2日(土・現地時間)、ネヴァダ州エンタープライズのUFC APEXで開催されるUFC on ESPN71に出場し、ネイサン・フレッチャーと対戦する中村倫也インタビュー最終回。
Text by Manabu Takashima

ネイサン・フレッチャー戦に向け、改めてATTでの練習で得られたこと。さらに、ここまでのインタビューで聞かれた中村の言葉で、気になった点を改めて尋ねた。

そこで返ってきた言葉から中村倫也という人間は、気が注入される器自体が変化したことが伝わってきた……。

<中村倫也インタビューPart.01はコチラから>
<中村倫也インタビューPart.02はコチラから>


コンスタントに積み重ねられたモノに対して、かなり手応えを感じています

――アマMMAを戦った時の絶対に腕十字で取るという感じで、仕掛けまくって取った。そんな我儘を通せる戦いが懐かしいですね。

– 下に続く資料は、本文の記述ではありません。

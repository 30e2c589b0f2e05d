// src/config/consts.rs

// Net config
pub const BASE_URL: &str = "https://api.worldaquatics.com";
pub const RESULTS_PATH: &str = "/fina/athletes/{id}/results";
pub const USER_AGENT: &str = "Mozilla/5.0 (Windows NT 10.0; Win64; x64) AppleWebKit/537.36 \
                              (KHTML, like Gecko) Chrome/91.0.4472.124 Safari/537.36";
pub const ACCEPT: &str = "application/json";
pub const REFERER: &str = "https://www.worldaquatics.com/";
pub const TIMEOUT_SECS: u64 = 30;

// Subject
pub const DEFAULT_SUBJECT_ID: &str = "1017653";
pub const UNKNOWN_SUBJECT: &str = "Unknown";

// Export
pub const NAME_PLACEHOLDER: &str = "{name}";
pub const ARCHIVE_TEMPLATE: &str = "{name}_原始数据.json";
pub const XLSX_TEMPLATE: &str = "{name}_比赛记录.xlsx";
pub const CSV_TEMPLATE: &str = "{name}比赛成绩数据.csv";
pub const DEFAULT_ARCHIVE: &str = "SUN Yang_原始数据.json";

// Local state
pub const STORE_DIR: &str = ".store";
pub const LOG_FILE: &str = "debug.log";
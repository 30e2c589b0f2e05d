// src/lib.rs
//! World Aquatics athlete results scraper.
//!
//! ```text
//! fetch ──► normalize ──► store::archive_raw   (raw JSON)
//!                  │  └──► file::write_table    (CSV / XLSX)
//!                  └─────► report::summarize    (stdout)
//!
//! store::load_archive ──► normalize ──► file::write_table
//! ```

#[macro_use]
pub mod macros;

pub mod cli;
pub mod config;
pub mod core;
pub mod csv;
pub mod data;
pub mod error;
pub mod fetch;
pub mod file;
pub mod log;
pub mod normalize;
pub mod progress;
pub mod report;
pub mod runner;
pub mod specs;
pub mod store;

pub use data::{AthletePayload, ResultTable};
pub use error::{Error, Result};
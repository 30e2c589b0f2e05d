// src/normalize.rs
//! Projects the `Results` list of a payload into table rows.
//!
//! One row per record, in source order; nothing is filtered, sorted or
//! coerced. A record that is not an object still produces a row (all empty)
//! so row count always equals record count.

use serde_json::{Map, Value};
use tracing::debug;

use crate::data::{AthletePayload, ResultTable, RESULTS_KEY};
use crate::error::{Error, Result};
use crate::specs::results::{FieldSpec, Projection};

/// Normalize `payload` through `projection`. Returns the table and the subject name.
pub fn normalize(payload: &AthletePayload, projection: &Projection) -> Result<(ResultTable, String)> {
    let results = payload.results().ok_or_else(|| {
        Error::MalformedPayload(format!("missing or non-array `{RESULTS_KEY}`"))
    })?;
    let name = s!(payload.subject_name());

    let rows: Vec<Vec<String>> = results
        .iter()
        .map(|record| project_record(record.as_object(), projection))
        .collect();

    debug!(subject = %name, projection = projection.name, rows = rows.len(), "normalized");
    Ok((ResultTable { headers: projection.headers(), rows }, name))
}

fn project_record(record: Option<&Map<String, Value>>, projection: &Projection) -> Vec<String> {
    projection
        .fields
        .iter()
        .map(|f| record.map(|r| lookup(r, f)).unwrap_or_default())
        .collect()
}

fn lookup(record: &Map<String, Value>, field: &FieldSpec) -> String {
    field
        .lookup
        .keys()
        .iter()
        .find_map(|k| present(record, k))
        .map(cell_text)
        .unwrap_or_default()
}

// null is treated the same as a missing key
fn present<'a>(record: &'a Map<String, Value>, key: &str) -> Option<&'a Value> {
    record.get(key).filter(|v| !v.is_null())
}

/// Text of a cell as received: strings verbatim, everything else as JSON text.
pub fn cell_text(v: &Value) -> String {
    match v {
        Value::Null => s!(),
        Value::String(s) => s.clone(),
        other => other.to_string(),
    }
}
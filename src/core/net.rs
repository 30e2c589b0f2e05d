// src/core/net.rs

// Blocking HTTP GET returning a JSON document.

use reqwest::blocking::Client;
use reqwest::header::{HeaderMap, HeaderValue, ACCEPT, REFERER, USER_AGENT};
use serde_json::Value;
use tracing::{debug, warn};

use crate::config::consts;
use crate::config::options::FetchOptions;
use crate::error::{Error, Result};

fn default_headers() -> HeaderMap {
    let mut h = HeaderMap::new();
    h.insert(USER_AGENT, HeaderValue::from_static(consts::USER_AGENT));
    h.insert(ACCEPT, HeaderValue::from_static(consts::ACCEPT));
    h.insert(REFERER, HeaderValue::from_static(consts::REFERER));
    h
}

fn client(opts: &FetchOptions, url: &str) -> Result<Client> {
    // An explicit `None` overrides reqwest's own default timeout
    Client::builder()
        .default_headers(default_headers())
        .timeout(opts.timeout)
        .build()
        .map_err(|source| Error::Fetch { url: s!(url), source })
}

/// One GET, no retry. Non-2xx and non-JSON bodies are fetch failures.
pub fn http_get_json(url: &str, opts: &FetchOptions) -> Result<Value> {
    let fail = |source| Error::Fetch { url: s!(url), source };

    debug!(%url, timeout = ?opts.timeout, "GET");
    let resp = client(opts, url)?.get(url).send().map_err(fail)?;

    let status = resp.status();
    debug!(%url, %status, "response");
    let resp = resp.error_for_status().map_err(|e| {
        warn!(%url, %status, "non-success status");
        fail(e)
    })?;

    resp.json::<Value>().map_err(fail)
}
// src/core/sanitize.rs
use crate::config::consts::UNKNOWN_SUBJECT;

/// Make a subject name safe to embed in a file name.
/// Separators and characters Windows rejects become '_'; non-ASCII is kept.
pub fn sanitize_filename(name: &str) -> String {
    let mut out = String::with_capacity(name.len());
    for ch in normalize_ws(name).chars() {
        match ch {
            '/' | '\\' | ':' | '*' | '?' | '"' | '<' | '>' | '|' => out.push('_'),
            c if c.is_control() => {}
            c => out.push(c),
        }
    }
    // "." and ".." would resolve to directories
    let out = out.trim_matches(|c| c == '.' || c == ' ').to_string();
    if out.is_empty() { s!(UNKNOWN_SUBJECT) } else { out }
}

pub fn normalize_ws(s: &str) -> String {
    let mut out = String::with_capacity(s.len());
    let mut prev_space = false;
    for ch in s.chars() {
        if ch.is_whitespace() {
            if !prev_space { out.push(' '); prev_space = true; }
        } else { out.push(ch); prev_space = false; }
    }
    out.trim().to_string()
}

#[cfg(test)]
mod tests {
    use super::*;

    #[test]
    fn keeps_plain_names() {
        assert_eq!(sanitize_filename("SUN Yang"), "SUN Yang");
        assert_eq!(sanitize_filename("孙杨"), "孙杨");
    }

    #[test]
    fn replaces_path_characters() {
        assert_eq!(sanitize_filename("a/b\\c:d"), "a_b_c_d");
        assert_eq!(sanitize_filename("  x \t y  "), "x y");
    }

    #[test]
    fn empty_or_dots_become_unknown() {
        assert_eq!(sanitize_filename(""), "Unknown");
        assert_eq!(sanitize_filename(".."), "Unknown");
    }
}
// src/log.rs
use std::fs::OpenOptions;
use std::io;
use std::path::PathBuf;
use std::sync::Mutex;

use tracing_subscriber::EnvFilter;

use crate::config::consts::{LOG_FILE, STORE_DIR};
use crate::file::ensure_directory;

pub fn log_path() -> PathBuf {
    PathBuf::from(STORE_DIR).join(LOG_FILE)
}

/// Install the global subscriber.
/// - default: warnings to stderr, `RUST_LOG` overrides
/// - `debug`: everything from debug up, appended to `.store/debug.log`
pub fn init(debug: bool) -> io::Result<()> {
    if debug {
        let path = log_path();
        if let Some(dir) = path.parent() {
            ensure_directory(dir)?;
        }
        let file = OpenOptions::new().create(true).append(true).open(&path)?;
        tracing_subscriber::fmt()
            .with_writer(Mutex::new(file))
            .with_ansi(false)
            .with_env_filter(
                EnvFilter::try_from_default_env().unwrap_or_else(|_| EnvFilter::new("debug")),
            )
            .init();
        tracing::info!("debug log started: {}", path.display());
    } else {
        tracing_subscriber::fmt()
            .with_writer(io::stderr)
            .with_env_filter(
                EnvFilter::try_from_default_env().unwrap_or_else(|_| EnvFilter::new("warn")),
            )
            .init();
    }
    Ok(())
}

「ハハハハ。本当にそうですね。勝てるという空気を持つことすら、良くない。そういう戦いになってきました」

――改めてフレッチャーですが、ハマれば強い。バックコントロールに掛ける執念は凄まじいです。

「そこを大切にしているので、セットアップも慎重です。ストライカーと戦っても、相手が組みに来るのを待つぐらい。だからこそ、前回の試合とは違う自分を見せないといけないです。あのままじゃ変われないと思って、ATTに来て創り込んできたので。そのなかで大きなケガも全くなく、コンスタントに積み重ねられたモノに対して、かなり手応えを感じています。それが勝手にでるかなと、思っています」

――その積み重ね、ダニー・サバテロやジャビッド・バシャラットなどえげつない選手とやってきたわけですよね。

「ハイ。バシャラットは兄弟できていますね。ジャビットは頭が良いです。それになんでも吸収しようとしていますね。同じフロアで生活をしていると、僕のストレッチを見て『その伸ばし方を教えて欲しい』って部屋まできます。8時以降になるとブルーライトをカットするサングラスをつけて歩いていますし」

――う~ん、倫也選手に負けない徹底的に取り組み選手が集まってきているわけですね。色々な新しい経験ができそうです。

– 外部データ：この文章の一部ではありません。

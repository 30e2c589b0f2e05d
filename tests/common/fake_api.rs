//! Fake results API for fetch tests.
//!
//! Binds 127.0.0.1 on a random port and answers every request with the same
//! canned reply, recording each request head. Point `FetchOptions::base_url`
//! at [`FakeApi::base_url`].

use std::io::{Read, Write};
use std::net::{SocketAddr, TcpListener, TcpStream};
use std::sync::{Arc, Mutex};
use std::thread;
use std::time::Duration;

#[derive(Clone, Debug)]
pub enum Reply {
    /// Status code and JSON body.
    Json(u16, String),
    /// Accept, then say nothing for this long.
    Hang(Duration),
}

pub struct FakeApi {
    addr: SocketAddr,
    requests: Arc<Mutex<Vec<String>>>,
}

impl FakeApi {
    pub fn start(reply: Reply) -> Self {
        let listener = TcpListener::bind("127.0.0.1:0").expect("bind fake api");
        let addr = listener.local_addr().expect("local addr");
        let requests = Arc::new(Mutex::new(Vec::new()));
        let log = Arc::clone(&requests);

        thread::spawn(move || {
            for stream in listener.incoming() {
                let Ok(mut stream) = stream else { break };
                let head = read_head(&mut stream);
                log.lock().unwrap().push(head);
                match &reply {
                    Reply::Json(status, body) => {
                        let _ = stream.write_all(response(*status, body).as_bytes());
                        let _ = stream.flush();
                    }
                    Reply::Hang(d) => thread::sleep(*d),
                }
            }
        });

        Self { addr, requests }
    }

    pub fn json(body: serde_json::Value) -> Self {
        Self::start(Reply::Json(200, body.to_string()))
    }

    pub fn base_url(&self) -> String {
        format!("http://{}", self.addr)
    }

    /// Request heads seen so far, lowercased.
    pub fn requests(&self) -> Vec<String> {
        self.requests.lock().unwrap().clone()
    }
}

fn read_head(stream: &mut TcpStream) -> String {
    let mut buf = Vec::new();
    let mut chunk = [0u8; 1024];
    while !buf.windows(4).any(|w| w == b"\r\n\r\n") {
        match stream.read(&mut chunk) {
            Ok(0) | Err(_) => break,
            Ok(n) => buf.extend_from_slice(&chunk[..n]),
        }
    }
    String::from_utf8_lossy(&buf).to_ascii_lowercase()
}

fn response(status: u16, body: &str) -> String {
    let reason = match status {
        200 => "OK",
        404 => "Not Found",
        500 => "Internal Server Error",
        _ => "Status",
    };
    format!(
        "HTTP/1.1 {status} {reason}\r\nContent-Type: application/json\r\nContent-Length: {}\r\nConnection: close\r\n\r\n{body}",
        body.len()
    )
}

「ダニー・サバテロのしつこさとかも、ちょっと経験したことがなかったです。本当にしつこいですね。自分も同じぐらいしつこいはずだけど、手の長さがある分、最初はやり辛かったです。アジャストするまで、めちゃくちゃ苦戦しましたね。

あとサルバルジョン・ハミドフ。タジキスタン人選手なんですが、こないだマゴメド・マゴメドフに負けて16勝1敗になった。ハミドフもレスリングが凄く強くて、良い練習になりましたね。

それと(カルシャガ)ダウトベックのボクシングは、めちゃくちゃ上手いですね。スタンドゲーム、前手が凄く上手い。前手が上手い人は、足を蹴るのも上手いです。そこで距離を把握しています」

――どんどん名前が出てきますね。「なぜ、リンヤは日本に帰った」と前回言っていたパントージャとは?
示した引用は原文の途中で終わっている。